Diet

Feeding

This is a subject that will yield a different opinion from everyone that you ask. There are some excellent dog foods on the market we can give you some suggestions, but bottom line is getting a high quality  food and see if your puppy/dog does well on it. We suggest you do not go hoping around from one food to another. If you find a quality food that your puppy/dog enjoys, and he is doing well on it, stay with that food.

DO NOT use raised feeders for your puppy or dogs. Raised feeders increase the risk of bloat.

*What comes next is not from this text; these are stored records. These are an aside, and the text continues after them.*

impl ConsoleControl for InMemoryConsole {
    fn toggle_operating_mode(&self) {
        {
            let mut state = self.state.lock();
            state.design_mode = !state.design_mode;
        }
        self.record(ConsoleAction::ToggleOperatingMode);
    }

    fn press_button(&self, id: WidgetId) {
        let toggled = {
            let mut state = self.state.lock();
            match state.widgets.get_mut(&id).map(|w| &mut w.kind) {
                Some(WidgetKind::Button { on }) => {
                    *on = !*on;
                    Some(*on)
                }
                _ => None,
            }
        };
        self.record(ConsoleAction::PressButton(id));
        if let Some(on) = toggled {
            self.emit(HostEvent::ButtonToggled { id, on });
        }
    }

    fn set_slider_value(&self, id: WidgetId, value: u8) {
        let changed = {
            let mut state = self.state.lock();
            match state.widgets.get_mut(&id).map(|w| &mut w.kind) {
                Some(WidgetKind::Slider { value: current }) => {
                    *current = value;
                    true
                }
                _ => false,
            }
        };
        self.record(ConsoleAction::SetSlider(id, value));
        if changed {
            self.emit(HostEvent::SliderChanged { id, value });
        }
    }

    fn set_audio_triggers_enabled(&self, id: WidgetId, enabled: bool) {
        self.record(ConsoleAction::SetAudioTriggers(id, enabled));
    }

    fn cue_playback(&self, id: WidgetId) {
        self.record(ConsoleAction::CuePlayback(id));
    }

    fn cue_previous(&self, id: WidgetId) {
        self.record(ConsoleAction::CuePrevious(id));
    }

    fn cue_next(&self, id: WidgetId) {
        self.record(ConsoleAction::CueNext(id));
    }

    fn cue_play_at(&self, id: WidgetId, index: usize) {
        self.record(ConsoleAction::CuePlayAt(id, index));
        if let Ok(index) = i32::try_from(index) {
            self.emit(HostEvent::CueIndexChanged { id, index });
        }
    }

    fn load_project(&self, xml: String) {
        info!(bytes = xml.len(), "Loading project");
        self.state.lock().project = Some(xml.clone());
        self.record(ConsoleAction::LoadProject(xml));
        self.emit(HostEvent::ConsoleLoaded);
    }

    fn store_autostart_project(&self, path: &Path) -> Result<(), HostError> {
        let xml = self
            .project()
            .unwrap_or_else(|| "<?xml version=\"1.0\"?>\n<Workspace/>\n".to_string());

        if let Some(dir) = path.parent() {
            std::fs::create_dir_all(dir).map_err(|e| HostError::Unavailable(e.to_string()))?;
        }
        std::fs::write(path, xml).map_err(|e| HostError::Unavailable(e.to_string()))?;

        self.record(ConsoleAction::StoreAutostart(path.to_path_buf()));
        Ok(())
    }

    fn reboot(&self) {
        self.record(ConsoleAction::Reboot);
    }
}

impl IoPatchMap for InMemoryConsole {
    fn universes(&self) -> u32 {
        self.state.lock().universes
    }

    fn universe_name(&self, universe: u32) -> String {
        format!("Universe {}", universe + 1)
    }

    fn input_plugin_names(&self) -> Vec<String> {
        let state = self.state.lock();
        state
            .plugins
            .iter()
            .filter(|p| !p.inputs.is_empty())
            .map(|p| p.name.clone())
            .collect()
    }

    fn output_plugin_names(&self) -> Vec<String> {
        let state = self.state.lock();
        state
            .plugins
            .iter()
            .filter(|p| !p.outputs.is_empty())
            .map(|p| p.name.clone())
            .collect()
    }

    fn plugin_inputs(&self, plugin: &str) -> Vec<String> {
        let state = self.state.lock();
        state
            .plugins
            .iter()
            .find(|p| p.name == plugin)
            .map(|p| p.inputs.clone())
            .unwrap_or_default()
    }

    fn plugin_outputs(&self, plugin: &str) -> Vec<String> {
        let state = self.state.lock();
        state
            .plugins
            .iter()
            .find(|p| p.name == plugin)
            .map(|p| p.outputs.clone())
            .unwrap_or_default()
    }

    fn plugin_supports_feedback(&self, plugin: &str) -> bool {
        let state = self.state.lock();
        state.plugins.iter().any(|p| p.name == plugin && p.feedback)
    }

    fn profile_names(&self) -> Vec<String> {
        self.state.lock().profiles.clone()
    }

    fn input_patch(&self, universe: u32) -> Option<InputPatch> {
        self.state.lock().input_patches.get(&universe).cloned()
    }

    fn output_patch(&self, universe: u32) -> Option<OutputPatch> {
        self.state.lock().output_patches.get(&universe).cloned()
    }

    fn feedback_patch(&self, universe: u32) -> Option<OutputPatch> {
        self.state.lock().feedback_patches.get(&universe).cloned()
    }

    fn set_input_patch(
        &self,
        universe: u32,
        plugin: &str,
        input: u32,
        profile: Option<&str>,
    ) -> Result<(), HostError> {
        let mut state = self.state.lock();
        if universe >= state.universes {
            return Err(HostError::Rejected(format!("no universe {}", universe)));
        }

        if plugin == NO_PLUGIN || input == INVALID_LINE {
            state.input_patches.remove(&universe);
            return Ok(());
        }
        state.input_patches.insert(
            universe,
            InputPatch {
                plugin: plugin.to_string(),
                input,
                profile: profile.unwrap_or(NO_PROFILE).to_string(),
            },
        );
        Ok(())
    }

    fn set_output_patch(
        &self,
        universe: u32,
        plugin: &str,
        output: u32,
        feedback: bool,
    ) -> Result<(), HostError> {
        let mut state = self.state.lock();
        if universe >= state.universes {
            return Err(HostError::Rejected(format!("no universe {}", universe)));
        }

        let patches = if feedback {
            &mut state.feedback_patches
        } else {
            &mut state.output_patches
        };
        if plugin == NO_PLUGIN || output == INVALID_LINE {
            patches.remove(&universe);
        } else {
            patches.insert(
                universe,
                OutputPatch {
                    plugin: plugin.to_string(),
                    output,
                },
            );
        }
        Ok(())
    }

    fn save_defaults(&self) {
        self.record(ConsoleAction::SaveDefaults);
    }
}
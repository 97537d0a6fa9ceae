//! Outbound notifications and the host events that produce them.

use crate::domain::command::DELIMITER;
use crate::domain::widget::WidgetId;
use std::fmt;

/// Frame pushed to the connected browser.
#[derive(Debug, Clone, PartialEq, Eq)]
pub enum PushEvent {
    ButtonToggled { id: WidgetId, on: bool },
    SliderChanged { id: WidgetId, value: u8 },
    /// `index` is -1 when the cue list stops
    CueIndexChanged { id: WidgetId, index: i32 },
    Alert(String),
    Navigate(String),
}

impl PushEvent {
    /// Encode as a pipe-delimited text frame
    pub fn to_frame(&self) -> String {
        let d = DELIMITER;
        match self {
            PushEvent::ButtonToggled { id, on } => {
                format!("{id}{d}BUTTON{d}{}", if *on { 1 } else { 0 })
            }
            PushEvent::SliderChanged { id, value } => format!("{id}{d}SLIDER{d}{value}"),
            PushEvent::CueIndexChanged { id, index } => format!("{id}{d}CUE{d}{index}"),
            PushEvent::Alert(message) => format!("ALERT{d}{message}"),
            PushEvent::Navigate(url) => format!("URL{d}{url}"),
        }
    }

    /// Widget the event belongs to, if any
    pub fn widget(&self) -> Option<WidgetId> {
        match self {
            PushEvent::ButtonToggled { id, .. }
            | PushEvent::SliderChanged { id, .. }
            | PushEvent::CueIndexChanged { id, .. } => Some(*id),
            PushEvent::Alert(_) | PushEvent::Navigate(_) => None,
        }
    }
}

impl fmt::Display for PushEvent {
    fn fmt(&self, f: &mut fmt::Formatter<'_>) -> fmt::Result {
        f.write_str(&self.to_frame())
    }
}

/// State change reported by the host application.
#[derive(Debug, Clone, PartialEq, Eq)]
pub enum HostEvent {
    ButtonToggled { id: WidgetId, on: bool },
    SliderChanged { id: WidgetId, value: u8 },
    CueIndexChanged { id: WidgetId, index: i32 },
    /// The whole console was replaced (project load)
    ConsoleLoaded,
}

impl HostEvent {
    pub fn widget(&self) -> Option<WidgetId> {
        match self {
            HostEvent::ButtonToggled { id, .. }
            | HostEvent::SliderChanged { id, .. }
            | HostEvent::CueIndexChanged { id, .. } => Some(*id),
            HostEvent::ConsoleLoaded => None,
        }
    }
}

impl From<HostEvent> for PushEvent {
    fn from(event: HostEvent) -> Self {
        match event {
            HostEvent::ButtonToggled { id, on } => PushEvent::ButtonToggled { id, on },
            HostEvent::SliderChanged { id, value } => PushEvent::SliderChanged { id, value },
            HostEvent::CueIndexChanged { id, index } => PushEvent::CueIndexChanged { id, index },
            HostEvent::ConsoleLoaded => PushEvent::Navigate("/".to_string()),
        }
    }
}
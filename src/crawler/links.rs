//! Link extraction from index and player pages
//!
//! The archive's markup is table soup with no usable classes or ids, so
//! links are recognized purely by the query shape of their targets (see
//! [`crate::url`]). Letter pages list players; player pages list interviews
//! with the interview date in a `<nobr>` fragment elsewhere in the same
//! table row.

use crate::url::{is_interview_link, is_player_link, resolve};
use scraper::{ElementRef, Html, Selector};
use std::collections::HashSet;
use std::sync::LazyLock;

static ANCHOR: LazyLock<Selector> =
    LazyLock::new(|| Selector::parse("a[href]").expect("a[href] selector"));
static NOBR: LazyLock<Selector> =
    LazyLock::new(|| Selector::parse("nobr").expect("nobr selector"));
static H1: LazyLock<Selector> = LazyLock::new(|| Selector::parse("h1").expect("h1 selector"));

/// A player detail link from a letter index page.
#[derive(Debug, Clone, PartialEq, Eq)]
pub struct PlayerLink {
    pub url: url::Url,
    pub name: String,
}

/// An interview link from a player page, with the row's inline date when the
/// page provides one (brackets already stripped).
#[derive(Debug, Clone, PartialEq, Eq)]
pub struct InterviewLink {
    pub url: url::Url,
    pub title: String,
    pub date: String,
}

fn element_text(el: ElementRef<'_>) -> String {
    el.text().collect::<String>().trim().to_string()
}

/// Player links from a letter page, in document order, deduplicated by
/// resolved URL (first occurrence keeps its label). Anchors with empty text
/// are dropped and do not claim their URL.
pub fn player_links(doc: &Html, base: &url::Url) -> Vec<PlayerLink> {
    let mut seen = HashSet::new();
    let mut out = Vec::new();

    for anchor in doc.select(&ANCHOR) {
        let href = anchor.value().attr("href").unwrap_or("");
        if !is_player_link(href) {
            continue;
        }
        let Some(url) = resolve(base, href) else {
            continue;
        };
        let name = element_text(anchor);
        if name.is_empty() || seen.contains(url.as_str()) {
            continue;
        }
        seen.insert(url.to_string());
        out.push(PlayerLink { url, name });
    }

    out
}

/// Interview links from a player page, in document order. Not deduplicated
/// here: the crawl loop dedups at the interview-id level, and a repeated
/// listing is harmless once the first append marks the id known.
pub fn interview_links(doc: &Html, base: &url::Url) -> Vec<InterviewLink> {
    let mut out = Vec::new();

    for anchor in doc.select(&ANCHOR) {
        let href = anchor.value().attr("href").unwrap_or("");
        if !is_interview_link(href) {
            continue;
        }
        let Some(url) = resolve(base, href) else {
            continue;
        };
        let title = element_text(anchor);
        if title.is_empty() {
            continue;
        }
        let date = row_inline_date(anchor);
        out.push(InterviewLink { url, title, date });
    }

    out
}

/// The page's `<h1>` text, used for the player-name override (the player
/// page heading is more reliable than the letter-page anchor label).
pub fn page_heading(doc: &Html) -> Option<String> {
    doc.select(&H1)
        .next()
        .map(element_text)
        .filter(|text| !text.is_empty())
}

/// Looks for a `[bracketed]` date in the anchor's enclosing table row.
fn row_inline_date(anchor: ElementRef<'_>) -> String {
    let row = anchor
        .ancestors()
        .filter_map(ElementRef::wrap)
        .find(|el| el.value().name() == "tr");

    let Some(row) = row else {
        return String::new();
    };

    match row.select(&NOBR).next() {
        Some(nobr) => strip_brackets(&element_text(nobr)).to_string(),
        None => String::new(),
    }
}

fn strip_brackets(text: &str) -> &str {
    let text = text.strip_prefix('[').unwrap_or(text);
    text.strip_suffix(']').unwrap_or(text)
}
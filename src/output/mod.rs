//! Run statistics and end-of-run reporting

use crate::store::CsvStore;
use std::path::Path;

/// Counters accumulated over one crawl run.
#[derive(Debug, Clone, Default, PartialEq, Eq)]
pub struct RunStats {
    /// Letter index pages successfully fetched
    pub letters: usize,

    /// Player pages successfully fetched
    pub players: usize,

    /// Interview links skipped because their id was already in the store
    pub skipped_known: usize,

    /// Fetches that failed at any level (each skips its subtree)
    pub fetch_failures: usize,

    /// Rows appended this run
    pub new_records: usize,
}

impl RunStats {
    /// Final console summary. The process is meant to be re-run until this
    /// reports zero new transcripts.
    pub fn print_summary(&self, csv_path: &Path) {
        println!(
            "Done. New transcripts written: {}. CSV: {}",
            self.new_records,
            csv_path.display()
        );
        if self.fetch_failures > 0 {
            println!(
                "{} fetches failed and were skipped; re-run to retry them.",
                self.fetch_failures
            );
        }
    }
}

/// Prints statistics for an existing store (`--stats` mode).
pub fn print_store_stats(store: &CsvStore) {
    let rows = store.row_count();
    let ids = store.known_ids();
    println!("CSV: {}", store.path().display());
    println!("Rows: {}", rows);
    println!("Distinct interview ids: {}", ids.len());
    if rows > ids.len() {
        println!("Duplicate rows: {}", rows - ids.len());
    }
}
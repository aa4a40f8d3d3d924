//! URL shapes for the ASAP Sports archive
//!
//! The site's markup carries no semantic structure, so link discovery is
//! driven entirely by URL query shape: player pages are
//! `show_player.php?id=...` and interview pages are
//! `show_interview.php?id=...`. Everything here is pure string/URL work with
//! no network access.

use url::Url;

/// Fixed top-level fan-out: one index page per letter.
pub const LETTERS: &str = "abcdefghijklmnopqrstuvwxyz";

/// Derives the site base (scheme + host) and category id from a landing URL
/// like `https://www.asapsports.com/showcat.php?id=2`.
///
/// A landing URL without an `id` parameter falls back to category "2"
/// (baseball), matching the archive's default.
pub fn base_and_category(landing: &Url) -> (String, String) {
    let base = landing.origin().ascii_serialization();
    let category = landing
        .query_pairs()
        .find(|(k, _)| k == "id")
        .map(|(_, v)| v.into_owned())
        .unwrap_or_else(|| "2".to_string());
    (base, category)
}

/// Builds the letter index URLs (a–z), optionally truncated for bounded runs.
pub fn letter_index_urls(base: &str, category: &str, max_letters: Option<usize>) -> Vec<Url> {
    LETTERS
        .chars()
        .take(max_letters.unwrap_or(usize::MAX))
        .filter_map(|letter| {
            Url::parse(&format!(
                "{}/show_player.php?category={}&letter={}",
                base, category, letter
            ))
            .ok()
        })
        .collect()
}

/// True for hrefs pointing at a player detail page.
///
/// Anchors carrying a `letter=` parameter are the index's own A–Z navigation,
/// not players, and are excluded.
pub fn is_player_link(href: &str) -> bool {
    href.contains("show_player.php?id=") && !href.contains("letter=")
}

/// True for hrefs pointing at an interview detail page.
pub fn is_interview_link(href: &str) -> bool {
    href.contains("show_interview.php?id=")
}

/// Extracts the interview id from a `show_interview.php?id=...` URL.
///
/// Returns None when the URL carries no non-empty `id` pair; such links are
/// skipped by the crawl (they cannot participate in resume tracking).
pub fn interview_id(url: &Url) -> Option<String> {
    url.query_pairs()
        .find(|(k, _)| k == "id")
        .map(|(_, v)| v.into_owned())
        .filter(|id| !id.is_empty())
}

/// Resolves an href against a base URL, keeping only http(s) results.
pub fn resolve(base: &Url, href: &str) -> Option<Url> {
    let href = href.trim();
    if href.is_empty() {
        return None;
    }

    match base.join(href) {
        Ok(absolute) => {
            if absolute.scheme() == "http" || absolute.scheme() == "https" {
                Some(absolute)
            } else {
                None
            }
        }
        Err(_) => None,
    }
}

#[cfg(test)]
mod tests {
    use super::*;

    fn base() -> Url {
        Url::parse("https://www.asapsports.com/").unwrap()
    }

    #[test]
    fn test_base_and_category_from_landing() {
        let landing = Url::parse("https://www.asapsports.com/showcat.php?id=2").unwrap();
        let (base, category) = base_and_category(&landing);
        assert_eq!(base, "https://www.asapsports.com");
        assert_eq!(category, "2");
    }

    #[test]
    fn test_base_and_category_default() {
        let landing = Url::parse("https://www.asapsports.com/showcat.php").unwrap();
        let (_, category) = base_and_category(&landing);
        assert_eq!(category, "2");
    }

    #[test]
    fn test_letter_index_urls_full_fanout() {
        let urls = letter_index_urls("https://www.asapsports.com", "2", None);
        assert_eq!(urls.len(), 26);
        assert_eq!(
            urls[0].as_str(),
            "https://www.asapsports.com/show_player.php?category=2&letter=a"
        );
        assert_eq!(
            urls[25].as_str(),
            "https://www.asapsports.com/show_player.php?category=2&letter=z"
        );
    }

    #[test]
    fn test_letter_index_urls_truncated() {
        let urls = letter_index_urls("https://www.asapsports.com", "2", Some(3));
        assert_eq!(urls.len(), 3);
        assert!(urls[2].as_str().ends_with("letter=c"));
    }

    #[test]
    fn test_player_link_shape() {
        assert!(is_player_link("/show_player.php?id=123"));
        assert!(!is_player_link("/show_player.php?category=2&letter=a&id=1"));
        assert!(!is_player_link("/show_interview.php?id=123"));
    }

    #[test]
    fn test_interview_link_shape() {
        assert!(is_interview_link("/show_interview.php?id=99"));
        assert!(!is_interview_link("/show_player.php?id=99"));
    }

    #[test]
    fn test_interview_id_present() {
        let url = Url::parse("https://www.asapsports.com/show_interview.php?id=X123").unwrap();
        assert_eq!(interview_id(&url), Some("X123".to_string()));
    }

    #[test]
    fn test_interview_id_missing() {
        let url = Url::parse("https://www.asapsports.com/show_interview.php").unwrap();
        assert_eq!(interview_id(&url), None);

        let url = Url::parse("https://www.asapsports.com/show_interview.php?id=").unwrap();
        assert_eq!(interview_id(&url), None);
    }

    #[test]
    fn test_resolve_relative() {
        let resolved = resolve(&base(), "show_interview.php?id=5").unwrap();
        assert_eq!(
            resolved.as_str(),
            "https://www.asapsports.com/show_interview.php?id=5"
        );
    }

    #[test]
    fn test_resolve_rejects_non_http() {
        assert!(resolve(&base(), "javascript:void(0)").is_none());
        assert!(resolve(&base(), "mailto:x@example.com").is_none());
        assert!(resolve(&base(), "").is_none());
    }
}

Check with your Breeder what food your puppy/dog is eating. Do not change the puppy's diet which has been recommended by the Breeder. Make sure you have a supply ready if your breeder has not arranged for a bag of food to go home with you.

Here at Shephaven we take great care in choosing the best nutrition for our Shepherds; after all you are what you eat!

Shepherds, like all dogs, are descendants of the wolf and although now they may look and behave differently their digestive system has changed very little. In the wild, wolves live off prey, often eating the whole carcass. This is why we feed our  Shepherds biologically appropriate food. This means that our Shepherds diet consists of high protein meat and minimal carbohydrates, with no artificial chemicals, colourings or flavourings.    

All our Shepherds are given natural, healthy treats to keep the entertained and stimulated

At Shepheven our Shepherds are feed a high quality kibble and raw meat mixes.

                                                                                                                                                                                                                                                        

ARE BONES GOOD FOR DOGS?

Yes! In fact RAW bones are essential to your dogs health the same way they are part of the diet of wild canines. Bones are the key to dental health, proper digestion and they also provide minerals and joint and cartilage building blocks.

Chewing on the right kind of raw bones is the equivalent of a good dental cleaning, it removes plaque build up and prevents gum disease! 

 Raw bones provide a highly digestible source of calcium, phosphorus and other minerals.

Feeding bones can makes the stomach muscle layers stronger, which prevents bloat.

 Bones also have a cleansing effect as they provide roughage in the diet and bulk for healthy bowel movements.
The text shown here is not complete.